Longtime member Lynn Heath wrote the following as a letter to the Board of Trustees, and has asked to have it published here as well. The intent of this blog is to provide a place for congregants to have a place to share their thoughts about things we, as a congregation, should be talking about. It provides a forum that is longer than a Facebook post, and more public than an email. If you have something to say, and think that this is the right place to say it, please send your piece to revwik@uucharlottesville.org.
I remember a church where members of the congregation reached out in love. We reached out in love, even when it was hard.
In my first or second year as a member, a young man who grew up in our church committed a serious crime. His brother was in my RE class, and I watched that class make a circle around their friend. They held him in their arms, and in their hearts, and they told him they would be with him.
And the congregation surrounded that whole family. They raised money for legal help, although the crime was a terrible one. They wrote him letters throughout his prison term. Some members visited him regularly. They held on to that young man, and they loved him, and he started a new life.
That congregation knew how to hold both the perpetrator and the victim in their hearts. I was new to the church, and it was a powerful message.
It was the same greeting extended to me. I came to the church hurt and angry and lost, and I was surrounded by love. There was an energy that surrounded me and pulled me forward, out of my misery. I met people who embodied love, who lived the seven principles. I met people who modeled what I wanted to be when I grew up. They loved me into being a kinder, happier person. They gently challenged me, and I rose to that challenge.
I remember when my church adopted a new statement of covenant. The draft said “if” we fall out of covenant, we will reach out to bring each other back. We changed it to “when,” in the knowledge that we are all moving towards the goal, but we will inevitably fall short.
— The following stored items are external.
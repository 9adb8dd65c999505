//! Error kinds shared by the storage layer and the session engine.

use thiserror::Error;

use crate::model_catalog::CatalogError;

/// Why a per-session file or the index could not be read or written.
///
/// Callers that only need "is there data" use the coalescing store methods;
/// callers that need to tell a missing session from a damaged one match on
/// this type directly.
#[derive(Debug, Clone, PartialEq, Eq, Error)]
pub enum PersistenceError {
    #[error("no stored record")]
    NotFound,
    #[error("stored record is corrupt: {0}")]
    Corrupt(String),
    #[error("I/O failure: {0}")]
    Io(String),
    #[error("invalid session id: {0:?}")]
    InvalidId(String),
}

impl PersistenceError {
    /// Short label used in logs and metrics.
    pub fn kind(&self) -> &'static str {
        match self {
            PersistenceError::NotFound => "not_found",
            PersistenceError::Corrupt(_) => "corrupt",
            PersistenceError::Io(_) => "io",
            PersistenceError::InvalidId(_) => "invalid_id",
        }
    }
}

impl From<std::io::Error> for PersistenceError {
    fn from(err: std::io::Error) -> Self {
        if err.kind() == std::io::ErrorKind::NotFound {
            PersistenceError::NotFound
        } else {
            PersistenceError::Io(err.to_string())
        }
    }
}

impl From<serde_json::Error> for PersistenceError {
    fn from(err: serde_json::Error) -> Self {
        if err.is_io() {
            PersistenceError::Io(err.to_string())
        } else {
            PersistenceError::Corrupt(err.to_string())
        }
    }
}

/// Errors surfaced by session operations to whatever serves requests.
#[derive(Debug, Clone, PartialEq, Eq, Error)]
pub enum TutorError {
    #[error("{0}")]
    NotFound(String),
    #[error("{0}")]
    Validation(String),
    #[error("LLM provider failure: {0}")]
    Upstream(String),
    #[error("internal error: {0}")]
    Internal(String),
}

impl TutorError {
    pub fn session_not_found(sid: &str) -> Self {
        TutorError::NotFound(format!("Session {} not found in active or archived records", sid))
    }

    pub fn upstream(err: impl std::fmt::Display) -> Self {
        TutorError::Upstream(err.to_string())
    }
}

impl From<CatalogError> for TutorError {
    fn from(err: CatalogError) -> Self {
        match err {
            CatalogError::Missing(_) => TutorError::NotFound(err.to_string()),
            CatalogError::Duplicate(_) | CatalogError::UnknownEndpoint(_) => TutorError::Validation(err.to_string()),
            CatalogError::Persistence(e) => TutorError::Internal(format!("model catalog write failed: {}", e)),
        }
    }
}

#[cfg(test)]
mod tests {
    use super::*;

    #[test]
    fn test_missing_file_maps_to_not_found() {
        let io = std::io::Error::new(std::io::ErrorKind::NotFound, "gone");
        assert_eq!(PersistenceError::from(io), PersistenceError::NotFound);
    }

    #[test]
    fn test_other_io_errors_keep_message() {
        let io = std::io::Error::new(std::io::ErrorKind::PermissionDenied, "read-only volume");
        let err = PersistenceError::from(io);
        assert_eq!(err.kind(), "io");
        assert!(err.to_string().contains("read-only volume"));
    }

    #[test]
    fn test_bad_json_is_corrupt() {
        let parse = serde_json::from_str::<serde_json::Value>("{\"messages\": [").unwrap_err();
        assert_eq!(PersistenceError::from(parse).kind(), "corrupt");
    }

    #[test]
    fn test_not_found_message_names_session() {
        let err = TutorError::session_not_found("abc-123");
        assert!(err.to_string().contains("abc-123"));
    }

    #[test]
    fn test_catalog_errors_map_to_request_errors() {
        let missing = TutorError::from(CatalogError::Missing("endpoint 'x'".into()));
        assert!(matches!(missing, TutorError::NotFound(_)));
        let duplicate = TutorError::from(CatalogError::Duplicate("endpoint 'x'".into()));
        assert!(matches!(duplicate, TutorError::Validation(_)));
    }
}
//! Prompt text, reply schema and reply parsing for English practice sessions.

use serde_json::{json, Value};

use crate::conversation_db::{Message, MessageContent, Role};
use crate::llm::{ChatMessage, OutputSchema};
use crate::utils::TextUtils;

pub const OPENING_MAX_TOKENS: u32 = 150;
pub const TURN_MAX_TOKENS: u32 = 200;
pub const TEMPERATURE: f32 = 0.7;

pub const DEFAULT_HINT: &str = "Think about what to say next.";

pub fn opening_hint(topic: &str) -> String {
    format!("Try to respond to the AI's greeting about {}.", topic)
}

pub fn fallback_greeting(topic: &str) -> String {
    format!(
        "Hello! Let's practice talking about {}. What would you like to say first?",
        topic
    )
}

pub fn opening_system_prompt(topic: &str, level: &str) -> String {
    format!(
        "You are an AI English conversation partner.\n\
         The user wants to practice a conversation about \"{topic}\" at CEFR level {level}.\n\
         Start the conversation with a welcoming message and a first question or statement related to the topic.\n\
         Keep your responses concise and appropriate for the {level} level.\n\
         Avoid complex vocabulary or grammar unless appropriate for a higher level practice."
    )
}

pub fn turn_system_prompt(topic: &str, level: &str) -> String {
    format!(
        "You are an AI English conversation partner helping the user practice talking about \"{topic}\" \
         at CEFR level {level}.\n\
         Reply naturally to the user's last message and keep the conversation going.\n\
         Put your reply in \"response\", a one-sentence suggestion for the user's next message in \"hint\", \
         and, only when the user seems stuck, a short translation of your reply in \"translation\" (otherwise null).\n\
         Keep vocabulary and grammar appropriate for {level}."
    )
}

pub fn stream_system_prompt(topic: &str, level: &str) -> String {
    format!(
        "You are an AI English conversation partner helping the user practice talking about \"{topic}\" \
         at CEFR level {level}.\n\
         Reply naturally to the user's last message in plain text, then on a new line write \
         \"HINT:\" followed by a one-sentence suggestion for the user's next message."
    )
}

pub fn reply_schema() -> OutputSchema {
    OutputSchema {
        name: "tutor_reply".to_string(),
        schema: json!({
            "type": "object",
            "properties": {
                "response": {"type": "string"},
                "hint": {"type": "string"},
                "translation": {"type": ["string", "null"]}
            },
            "required": ["response", "hint", "translation"],
            "additionalProperties": false
        }),
    }
}

/// System prompt followed by the transcript as role/text pairs.
pub fn history_messages(system: String, history: &[Message]) -> Vec<ChatMessage> {
    let mut messages = Vec::with_capacity(history.len() + 1);
    messages.push(ChatMessage::system(system));
    for message in history {
        let text = message.content.text().to_string();
        messages.push(match message.role {
            Role::User => ChatMessage::user(text),
            Role::Assistant => ChatMessage::assistant(text),
        });
    }
    messages
}

#[derive(Debug, Clone, PartialEq)]
pub struct ParsedReply {
    pub response: String,
    pub hint: String,
    pub translation: Option<String>,
}

impl ParsedReply {
    pub fn into_content(self) -> MessageContent {
        MessageContent::StructuredReply {
            response: self.response,
            hint: Some(self.hint),
            translation: self.translation,
        }
    }
}

fn non_blank(value: Option<&Value>) -> Option<String> {
    value
        .and_then(Value::as_str)
        .map(str::trim)
        .filter(|s| !s.is_empty())
        .map(str::to_string)
}

/// Structured object or plain text with a `HINT:` marker. `None` when no reply text is present.
pub fn parse_reply(value: &Value) -> Option<ParsedReply> {
    match value {
        Value::Object(map) => {
            let response = non_blank(map.get("response").or_else(|| map.get("ai_response")))?;
            Some(ParsedReply {
                response,
                hint: non_blank(map.get("hint")).unwrap_or_else(|| DEFAULT_HINT.to_string()),
                translation: non_blank(map.get("translation")),
            })
        }
        Value::String(text) => parse_text_reply(text),
        _ => None,
    }
}

pub fn parse_text_reply(text: &str) -> Option<ParsedReply> {
    let (response, hint) = TextUtils::split_hint(text);
    if response.is_empty() {
        return None;
    }
    Some(ParsedReply {
        response,
        hint: hint.unwrap_or_else(|| DEFAULT_HINT.to_string()),
        translation: None,
    })
}

#[cfg(test)]
mod tests {
    use super::*;

    #[test]
    fn test_structured_reply_parses() {
        let parsed = parse_reply(&json!({"response": "Sounds fun!", "hint": "Ask where.", "translation": null})).unwrap();
        assert_eq!(parsed.response, "Sounds fun!");
        assert_eq!(parsed.hint, "Ask where.");
        assert_eq!(parsed.translation, None);
    }

    #[test]
    fn test_plain_text_reply_splits_hint() {
        let parsed = parse_reply(&json!("I love pasta.\nHint: Name a dish you like.")).unwrap();
        assert_eq!(parsed.response, "I love pasta.");
        assert_eq!(parsed.hint, "Name a dish you like.");

        let parsed = parse_reply(&json!("No marker here")).unwrap();
        assert_eq!(parsed.hint, DEFAULT_HINT);
    }

    #[test]
    fn test_empty_replies_are_rejected() {
        assert!(parse_reply(&json!({"response": "  ", "hint": "x"})).is_none());
        assert!(parse_reply(&json!("")).is_none());
        assert!(parse_reply(&json!(42)).is_none());
    }

    #[test]
    fn test_history_starts_with_system_prompt() {
        let history = vec![
            Message::assistant(MessageContent::PlainText("Hi!".into())),
            Message::user("Hello"),
        ];
        let messages = history_messages(turn_system_prompt("food", "A2"), &history);
        assert_eq!(messages.len(), 3);
        assert_eq!(messages[0].role, "system");
        assert!(messages[0].content.contains("food"));
        assert_eq!(messages[1], ChatMessage::assistant("Hi!"));
        assert_eq!(messages[2], ChatMessage::user("Hello"));
    }

    #[test]
    fn test_canned_texts_mention_topic() {
        assert!(fallback_greeting("travel").contains("travel"));
        assert_eq!(opening_hint("travel"), "Try to respond to the AI's greeting about travel.");
    }
}
//! In-process backend that replays queued replies and records every request.
//!
//! Drives the session, speech and router tests without network access.
use async_trait::async_trait;
use bytes::Bytes;
use std::collections::VecDeque;
use std::sync::{Mutex, MutexGuard, PoisonError};

use super::{ChatBackend, CompletionRequest, OutputSchema, SpeechRequest, TextStream};

#[derive(Debug, Clone)]
pub enum ScriptedReply {
    Text(String),
    Json(serde_json::Value),
    /// Deltas delivered in order by `stream`.
    Stream(Vec<String>),
    /// Deltas delivered, then a mid-stream error.
    StreamThenFail(Vec<String>, String),
    Audio(Bytes),
    Fail(String),
}

#[derive(Debug, Clone, PartialEq)]
pub enum RecordedCall {
    Complete(CompletionRequest),
    CompleteJson(CompletionRequest, String),
    Stream(CompletionRequest),
    Speech(SpeechRequest),
}

#[derive(Default)]
pub struct ScriptedBackend {
    replies: Mutex<VecDeque<ScriptedReply>>,
    calls: Mutex<Vec<RecordedCall>>,
}

fn lock<T>(mutex: &Mutex<T>) -> MutexGuard<'_, T> {
    mutex.lock().unwrap_or_else(PoisonError::into_inner)
}

impl ScriptedBackend {
    pub fn new() -> Self {
        Self::default()
    }

    pub fn with_replies(replies: impl IntoIterator<Item = ScriptedReply>) -> Self {
        let backend = Self::new();
        for reply in replies {
            backend.push(reply);
        }
        backend
    }

    pub fn push(&self, reply: ScriptedReply) {
        lock(&self.replies).push_back(reply);
    }

    pub fn calls(&self) -> Vec<RecordedCall> {
        lock(&self.calls).clone()
    }

    pub fn remaining(&self) -> usize {
        lock(&self.replies).len()
    }

    fn next(&self, call: RecordedCall) -> anyhow::Result<ScriptedReply> {
        lock(&self.calls).push(call);
        match lock(&self.replies).pop_front() {
            Some(ScriptedReply::Fail(message)) => Err(anyhow::anyhow!(message)),
            Some(reply) => Ok(reply),
            None => Err(anyhow::anyhow!("no scripted reply left")),
        }
    }
}

#[async_trait]
impl ChatBackend for ScriptedBackend {
    async fn complete(&self, request: &CompletionRequest) -> anyhow::Result<String> {
        match self.next(RecordedCall::Complete(request.clone()))? {
            ScriptedReply::Text(text) => Ok(text),
            ScriptedReply::Json(value) => Ok(value.to_string()),
            ScriptedReply::Stream(parts) => Ok(parts.concat()),
            other => Err(anyhow::anyhow!("scripted {:?} cannot answer a completion", other)),
        }
    }

    async fn complete_json(
        &self,
        request: &CompletionRequest,
        schema: &OutputSchema,
    ) -> anyhow::Result<serde_json::Value> {
        match self.next(RecordedCall::CompleteJson(request.clone(), schema.name.clone()))? {
            ScriptedReply::Json(value) => Ok(value),
            ScriptedReply::Text(text) => {
                Ok(serde_json::from_str(&text).unwrap_or(serde_json::Value::String(text)))
            }
            other => Err(anyhow::anyhow!("scripted {:?} cannot answer a JSON completion", other)),
        }
    }

    async fn stream(&self, request: &CompletionRequest) -> anyhow::Result<TextStream> {
        let (parts, failure) = match self.next(RecordedCall::Stream(request.clone()))? {
            ScriptedReply::Stream(parts) => (parts, None),
            ScriptedReply::StreamThenFail(parts, message) => (parts, Some(message)),
            ScriptedReply::Text(text) => (vec![text], None),
            other => return Err(anyhow::anyhow!("scripted {:?} cannot answer a stream", other)),
        };
        let items = parts
            .into_iter()
            .map(Ok)
            .chain(failure.map(|message| Err(anyhow::anyhow!(message))));
        Ok(Box::pin(futures::stream::iter(items.collect::<Vec<_>>())))
    }

    async fn synthesize_speech(&self, request: &SpeechRequest) -> anyhow::Result<Bytes> {
        match self.next(RecordedCall::Speech(request.clone()))? {
            ScriptedReply::Audio(bytes) => Ok(bytes),
            other => Err(anyhow::anyhow!("scripted {:?} cannot answer speech", other)),
        }
    }
}

#[cfg(test)]
mod tests {
    use super::*;
    use crate::llm::ChatMessage;
    use futures::StreamExt;

    fn request() -> CompletionRequest {
        CompletionRequest {
            model: "m".into(),
            messages: vec![ChatMessage::user("hi")],
            max_tokens: 10,
            temperature: 0.0,
        }
    }

    #[tokio::test]
    async fn test_replies_are_consumed_in_order() {
        let backend = ScriptedBackend::with_replies([
            ScriptedReply::Text("one".into()),
            ScriptedReply::Fail("down".into()),
        ]);
        assert_eq!(backend.complete(&request()).await.unwrap(), "one");
        assert_eq!(backend.complete(&request()).await.unwrap_err().to_string(), "down");
        assert!(backend.complete(&request()).await.is_err());
        assert_eq!(backend.calls().len(), 3);
    }

    #[tokio::test]
    async fn test_stream_then_fail_ends_with_error() {
        let backend = ScriptedBackend::with_replies([ScriptedReply::StreamThenFail(
            vec!["a".into()],
            "cut".into(),
        )]);
        let items: Vec<_> = backend.stream(&request()).await.unwrap().collect().await;
        assert_eq!(items.len(), 2);
        assert_eq!(items[0].as_ref().unwrap(), "a");
        assert!(items[1].is_err());
    }

    #[test]
    fn test_json_completion_accepts_plain_text() {
        let backend = ScriptedBackend::with_replies([
            ScriptedReply::Text("{\"response\": \"ok\"}".into()),
            ScriptedReply::Text("just words".into()),
        ]);
        let schema = OutputSchema { name: "s".into(), schema: serde_json::json!({}) };
        let parsed = tokio_test::block_on(backend.complete_json(&request(), &schema)).unwrap();
        assert_eq!(parsed["response"], "ok");
        let passthrough = tokio_test::block_on(backend.complete_json(&request(), &schema)).unwrap();
        assert_eq!(passthrough, serde_json::Value::String("just words".into()));
        assert_eq!(backend.remaining(), 0);
    }
}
It’s been 16 years since I joined the church, and I tell people my life has been transformed by this church. Nearly all of my friends belong to TJMC, and all of my good friends do. I was invited into a book club that talks more about church than books. I think of it as the “kitchen cabinet,” because its members include such wisdom, such breadth, and such commitment to our beloved church. Among our members, we cover almost every aspect of church life, and our varied perspectives add greatly needed depth to our conversations.
One of my first church events was the dinner where the Alliance (literally) passed the torch to the UUppity Women. We honored those women who built our church, sustained it, and provided leadership for so many years. It was a sacred moment, full of history, appreciation, and continuity. As that group ages into our senior years, I don’t see the same spirit. Instead, I hear how a small group of people thinks they run the church and they need to let go. Not only do we feel unappreciated, we feel maligned.
I find myself in a crisis of faith. I want to believe my church is a church of love, that we support each other and we support our church. It’s becoming increasingly hard. Our church is doing a great job of afflicting the comfortable, but has it stopped comforting the afflicted? Has that job been off-loaded completely into our individual circles of friendship?
I remember when we were rallying for marriage equality, and Dick Dershimer movingly and bravely stood up and said that he had been homophobic, and we had gently challenged him and stretched him and he had changed his views. We didn’t bully him or shame him or guilt him. We loved him into examining his own beliefs, into a personal search that led to transformation. We met him where he was, we stretched out a hand, and we walked with him on a new path.
I don’t see that happening now. I see voices being stilled, being outshouted. I don’t see room for growth; I see demands for immediate change. I don’t see room for dissenting views. I don’t see people being lovingly brought back into covenant. I see judgment and casting out of those we don’t agree with. I see prescriptions, proscriptions, punishments, and harsh words aimed at people deemed complicit. Some of us are wondering what on earth we did wrong, why we are encouraged to form “accountability circles” when our leaders seem accountable to no one, and – possibly most important – what form dissent is allowed to take these days.
As Unitarian Universalists, we are called to a personal search for meaning, but also to test that meaning by bringing it back into community. One of the best things I have learned in my years at TJMC is to listen deeply and non-defensively, to see what I can learn from others. In countless committee meetings and outside discussions, I have learned that the best solutions are derived from thoughtfully incorporating wisdom from many sources, despite the time it may take to reach agreement.
I think we have lost the church that I loved. I think we have forgotten how to give each other the benefit of the doubt, to believe that we are motivated by good intent. We are so busy looking for ways we have breached our covenant that maybe we have forgotten that we agreed to it in the first place. We agreed that we would try our best, that we would fail, and that we would try again. In love.